Using the records that appear below, write out exactly the lines from the one with "async fn test_route_once_requeues_without_agents()" through the one with "async fn test_route_once_honors_required_capabilities()", keeping both end lines.

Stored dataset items
**********

#[cfg(test)]
#[allow(clippy::unwrap_used, clippy::expect_used)]
mod tests {
    use super::*;
    use crate::types::TaskPriority;
    use std::time::Duration;

    fn test_config() -> DispatchConfig {
        DispatchConfig {
            queue_capacity: 16,
            monitor_interval_secs: 1,
            heartbeat_timeout_secs: 60,
            routing_backoff_ms: 10,
            stop_timeout_secs: 2,
            ..DispatchConfig::default()
        }
    }

    async fn wait_for_active(distributor: &WorkloadDistributor, n: usize) {
        tokio::time::timeout(Duration::from_secs(5), async {
            loop {
                if distributor.metrics().await.active_assignments == n {
                    return;
                }
                tokio::time::sleep(Duration::from_millis(10)).await;
            }
        })
        .await
        .expect("condition not reached in time");
    }

    #[tokio::test]
    async fn test_register_and_unregister() {
        let distributor = WorkloadDistributor::new(test_config());
        assert!(distributor.register_agent(AgentRecord::new("a1", "scorer", 2)).await);
        assert!(!distributor.register_agent(AgentRecord::new("a1", "scorer", 2)).await);
        assert!(distributor.unregister_agent("a1").await);
        assert!(!distributor.unregister_agent("a1").await);
    }

    #[tokio::test]
    async fn test_submit_rejected_on_overflow() {
        let config = DispatchConfig {
            queue_capacity: 1,
            ..test_config()
        };
        let distributor = WorkloadDistributor::new(config);
        assert!(distributor.submit_task(Task::new("t1", "check")).await);
        assert!(!distributor.submit_task(Task::new("t2", "check")).await);

        let metrics = distributor.metrics().await;
        assert_eq!(metrics.queue_depth, 1);
        assert_eq!(metrics.tasks_by_type.get("check"), Some(&1));
    }

    #[tokio::test]
    async fn test_route_once_assigns_and_loads_agent() {
        let distributor = WorkloadDistributor::new(test_config());
        distributor.register_agent(AgentRecord::new("a1", "scorer", 2)).await;

        assert!(distributor.inner.route_once(Task::new("t1", "check")).await);

        let active = distributor.inner.active.read().await;
        assert_eq!(active.len(), 1);
        let agents = distributor.inner.agents.read().await;
        assert_eq!(agents.get("a1").unwrap().current_load, 1);
    }

    #[tokio::test]
    async fn test_route_once_requeues_without_agents() {
        let distributor = WorkloadDistributor::new(test_config());
        assert!(!distributor.inner.route_once(Task::new("t1", "check")).await);
        assert_eq!(distributor.inner.queue.len(), 1);
    }

    #[tokio::test]
    async fn test_requeue_overflow_counts_dropped_tasks() {
        let config = DispatchConfig {
            queue_capacity: 1,
            ..test_config()
        };
        let distributor = WorkloadDistributor::new(config);
        assert!(distributor.submit_task(Task::new("t1", "check")).await);

        // No agents and a full queue: the routed task cannot go back.
        assert!(!distributor.inner.route_once(Task::new("t2", "check")).await);

        let metrics = distributor.metrics().await;
        assert_eq!(metrics.dropped_tasks, 1);
        assert_eq!(metrics.queue_depth, 1);
    }

    #[tokio::test]
    async fn test_route_once_honors_required_capabilities() {
        let distributor = WorkloadDistributor::new(test_config());
        distributor
            .register_agent(AgentRecord::new("plain", "scorer", 2))
            .await;
        distributor
            .register_agent(
                AgentRecord::new("gpu", "scorer", 2)
                    .with_capabilities(vec!["gpu".into(), "batch".into()]),
            )
            .await;

        let task =
            Task::new("t1", "check").with_required_capabilities(vec!["gpu".into()]);
        assert!(distributor.inner.route_once(task).await);

        let agents = distributor.inner.agents.read().await;
        assert_eq!(agents.get("gpu").unwrap().current_load, 1);
        assert_eq!(agents.get("plain").unwrap().current_load, 0);
    }

    #[tokio::test]
    async fn test_agent_marked_busy_at_capacity() {
        let distributor = WorkloadDistributor::new(test_config());
        distributor.register_agent(AgentRecord::new("a1", "scorer", 1)).await;

        assert!(distributor.inner.route_once(Task::new("t1", "check")).await);
        let agents = distributor.inner.agents.read().await;
        assert_eq!(agents.get("a1").unwrap().status, AgentStatus::Busy);
        drop(agents);

        // Second task finds no eligible agent.
        assert!(!distributor.inner.route_once(Task::new("t2", "check")).await);
    }

    #[tokio::test]
    async fn test_complete_task_moves_assignment_and_frees_agent() {
        let distributor = WorkloadDistributor::new(test_config());
        distributor.register_agent(AgentRecord::new("a1", "scorer", 1)).await;
        distributor.inner.route_once(Task::new("t1", "check")).await;

        let assignment_id = {
            let active = distributor.inner.active.read().await;
            *active.keys().next().unwrap()
        };

        assert!(
            distributor
                .complete_task(assignment_id, Some(serde_json::json!({"score": 0.1})), None)
                .await
        );
        assert!(!distributor.complete_task(assignment_id, None, None).await);

        let agents = distributor.inner.agents.read().await;
        let agent = agents.get("a1").unwrap();
        assert_eq!(agent.current_load, 0);
        assert_eq!(agent.status, AgentStatus::Available);
        assert_eq!(agent.performance_history.len(), 1);
        drop(agents);

        let metrics = distributor.metrics().await;
        assert_eq!(metrics.active_assignments, 0);
        assert_eq!(metrics.completed_assignments, 1);
        assert_eq!(metrics.aggregate_success_rate, 1.0);
    }

    #[tokio::test]
    async fn test_failed_completion_lowers_success_rate() {
        let distributor = WorkloadDistributor::new(test_config());
        distributor.register_agent(AgentRecord::new("a1", "scorer", 2)).await;

        for id in ["t1", "t2"] {
            distributor.inner.route_once(Task::new(id, "check")).await;
        }
        let ids: Vec<Uuid> = distributor.inner.active.read().await.keys().copied().collect();
        distributor.complete_task(ids[0], None, None).await;
        distributor
            .complete_task(ids[1], None, Some("model crashed".into()))
            .await;

        let metrics = distributor.metrics().await;
        assert_eq!(metrics.aggregate_success_rate, 0.5);
        let agent = &metrics.agents[0];
        assert_eq!(agent.success_rate, 0.5);
    }

    #[tokio::test]
    async fn test_unregister_requeues_inflight_work() {
        let distributor = WorkloadDistributor::new(test_config());
        distributor.register_agent(AgentRecord::new("a1", "scorer", 2)).await;
        distributor
            .inner
            .route_once(Task::new("t1", "check").with_max_retries(3))
            .await;

        assert!(distributor.unregister_agent("a1").await);
        assert_eq!(distributor.inner.active.read().await.len(), 0);

        let requeued = distributor.inner.queue.try_pop().unwrap();
        assert_eq!(requeued.id, "t1");
        assert_eq!(requeued.retry_count, 1);
    }

    #[tokio::test]
    async fn test_retry_budget_exhaustion_is_terminal() {
        let distributor = WorkloadDistributor::new(test_config());
        distributor.register_agent(AgentRecord::new("a1", "scorer", 2)).await;
        distributor
            .inner
            .route_once(Task::new("t1", "check").with_max_retries(0))
            .await;

        distributor.inner.reassign_agent("a1").await;

        // Not re-queued: retry_count 1 > max_retries 0.
        assert!(distributor.inner.queue.is_empty());
        let completed = distributor.inner.completed.read().await;
        assert_eq!(completed.len(), 1);
        let assignment = completed.values().next().unwrap();
        assert_eq!(assignment.status, AssignmentStatus::Failed);
        assert!(assignment.error.as_deref().unwrap().contains("retry budget"));
    }

    #[tokio::test]
    async fn test_heartbeat_expiry_marks_offline_and_reassigns() {
        let config = DispatchConfig {
            heartbeat_timeout_secs: 1,
            ..test_config()
        };
        let distributor = WorkloadDistributor::new(config);
        distributor.register_agent(AgentRecord::new("a1", "scorer", 2)).await;
        distributor.inner.route_once(Task::new("t1", "check")).await;

        {
            let mut agents = distributor.inner.agents.write().await;
            agents.get_mut("a1").unwrap().last_heartbeat =
                Utc::now() - ChronoDuration::seconds(120);
        }

        distributor.inner.monitor_tick().await;

        let agents = distributor.inner.agents.read().await;
        assert_eq!(agents.get("a1").unwrap().status, AgentStatus::Offline);
        drop(agents);

        let requeued = distributor.inner.queue.try_pop().unwrap();
        assert_eq!(requeued.retry_count, 1);
    }

    #[tokio::test]
    async fn test_scale_signal_thresholds() {
        let distributor = WorkloadDistributor::new(test_config());
        distributor.register_agent(AgentRecord::new("a1", "scorer", 10)).await;

        // 9/10 load: above the 0.8 scale-up threshold.
        distributor
            .update_agent_status("a1", AgentStatus::Available, Some(9))
            .await;
        distributor.inner.monitor_tick().await;
        assert_eq!(distributor.metrics().await.scale_signal, ScaleSignal::Up);

        // 1/10 load: below the 0.3 scale-down threshold.
        distributor
            .update_agent_status("a1", AgentStatus::Available, Some(1))
            .await;
        distributor.inner.monitor_tick().await;
        assert_eq!(distributor.metrics().await.scale_signal, ScaleSignal::Down);

        // 5/10 load: inside the band.
        distributor
            .update_agent_status("a1", AgentStatus::Available, Some(5))
            .await;
        distributor.inner.monitor_tick().await;
        assert_eq!(distributor.metrics().await.scale_signal, ScaleSignal::Steady);
    }

    #[tokio::test]
    async fn test_retention_purge() {
        let config = DispatchConfig {
            completed_retention_secs: 60,
            ..test_config()
        };
        let distributor = WorkloadDistributor::new(config);

        let mut old = TaskAssignment::new(Task::new("old", "check"), "a1");
        old.status = AssignmentStatus::Completed;
        old.completed_at = Some(Utc::now() - ChronoDuration::seconds(3600));
        let mut fresh = TaskAssignment::new(Task::new("fresh", "check"), "a1");
        fresh.status = AssignmentStatus::Completed;
        fresh.completed_at = Some(Utc::now());
        {
            let mut completed = distributor.inner.completed.write().await;
            completed.insert(old.id, old);
            completed.insert(fresh.id, fresh);
        }

        distributor.inner.monitor_tick().await;

        let completed = distributor.inner.completed.read().await;
        assert_eq!(completed.len(), 1);
        assert_eq!(completed.values().next().unwrap().task.id, "fresh");
    }

    #[tokio::test]
    async fn test_unknown_strategy_falls_back_to_hybrid() {
        let distributor = WorkloadDistributor::new(test_config());
        assert!(distributor.set_routing_strategy("least_loaded").await);
        assert_eq!(distributor.status().await.strategy, "least_loaded");

        assert!(!distributor.set_routing_strategy("quantum").await);
        assert_eq!(distributor.status().await.strategy, "hybrid");
    }

    #[tokio::test]
    async fn test_update_agent_status_clamps_load() {
        let distributor = WorkloadDistributor::new(test_config());
        distributor.register_agent(AgentRecord::new("a1", "scorer", 3)).await;
        assert!(
            distributor
                .update_agent_status("a1", AgentStatus::Overloaded, Some(99))
                .await
        );
        let agents = distributor.inner.agents.read().await;
        let agent = agents.get("a1").unwrap();
        assert_eq!(agent.current_load, 3);
        assert_eq!(agent.status, AgentStatus::Overloaded);
    }

    #[tokio::test]
    async fn test_end_to_end_routing_loop() {
        let distributor = WorkloadDistributor::new(test_config());
        distributor.register_agent(AgentRecord::new("a1", "scorer", 2)).await;
        distributor.start().await;

        assert!(
            distributor
                .submit_task(Task::new("t1", "check").with_priority(TaskPriority::Critical))
                .await
        );

        wait_for_active(&distributor, 1).await;

        let assignment_id = {
            let active = distributor.inner.active.read().await;
            *active.keys().next().unwrap()
        };
        assert!(distributor.complete_task(assignment_id, None, None).await);

        distributor.stop().await;
        let status = distributor.status().await;
        assert!(!status.running);
        assert_eq!(status.completed_assignments, 1);
    }

    #[tokio::test(flavor = "multi_thread", worker_threads = 4)]
    async fn test_status_and_routing_make_progress_concurrently() {
        let distributor = Arc::new(WorkloadDistributor::new(test_config()));
        distributor
            .register_agent(AgentRecord::new("a1", "scorer", 1_000))
            .await;

        let router = {
            let distributor = distributor.clone();
            tokio::spawn(async move {
                for i in 0..200 {
                    distributor
                        .inner
                        .route_once(Task::new(format!("t{i}"), "check"))
                        .await;
                }
            })
        };
        let poller = {
            let distributor = distributor.clone();
            tokio::spawn(async move {
                for _ in 0..200 {
                    distributor.status().await;
                }
            })
        };

        tokio::time::timeout(Duration::from_secs(10), async {
            router.await.unwrap();
            poller.await.unwrap();
        })
        .await
        .expect("status and routing must not block each other");
    }

    #[tokio::test]
    async fn test_stop_leaves_pending_work_queryable() {
        let distributor = WorkloadDistributor::new(test_config());
        distributor.start().await;
        // No agents registered, so the task stays queued.
        distributor.submit_task(Task::new("t1", "check")).await;
        distributor.stop().await;

        let status = distributor.status().await;
        assert!(!status.running);
        assert_eq!(status.queue_depth + status.active_assignments, 1);
    }
}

**********

§ **Response to this exercise**
    async fn test_route_once_requeues_without_agents() {
        let distributor = WorkloadDistributor::new(test_config());
        assert!(!distributor.inner.route_once(Task::new("t1", "check")).await);
        assert_eq!(distributor.inner.queue.len(), 1);
    }

    #[tokio::test]
    async fn test_requeue_overflow_counts_dropped_tasks() {
        let config = DispatchConfig {
            queue_capacity: 1,
            ..test_config()
        };
        let distributor = WorkloadDistributor::new(config);
        assert!(distributor.submit_task(Task::new("t1", "check")).await);

        // No agents and a full queue: the routed task cannot go back.
        assert!(!distributor.inner.route_once(Task::new("t2", "check")).await);

        let metrics = distributor.metrics().await;
        assert_eq!(metrics.dropped_tasks, 1);
        assert_eq!(metrics.queue_depth, 1);
    }

    #[tokio::test]
    async fn test_route_once_honors_required_capabilities() {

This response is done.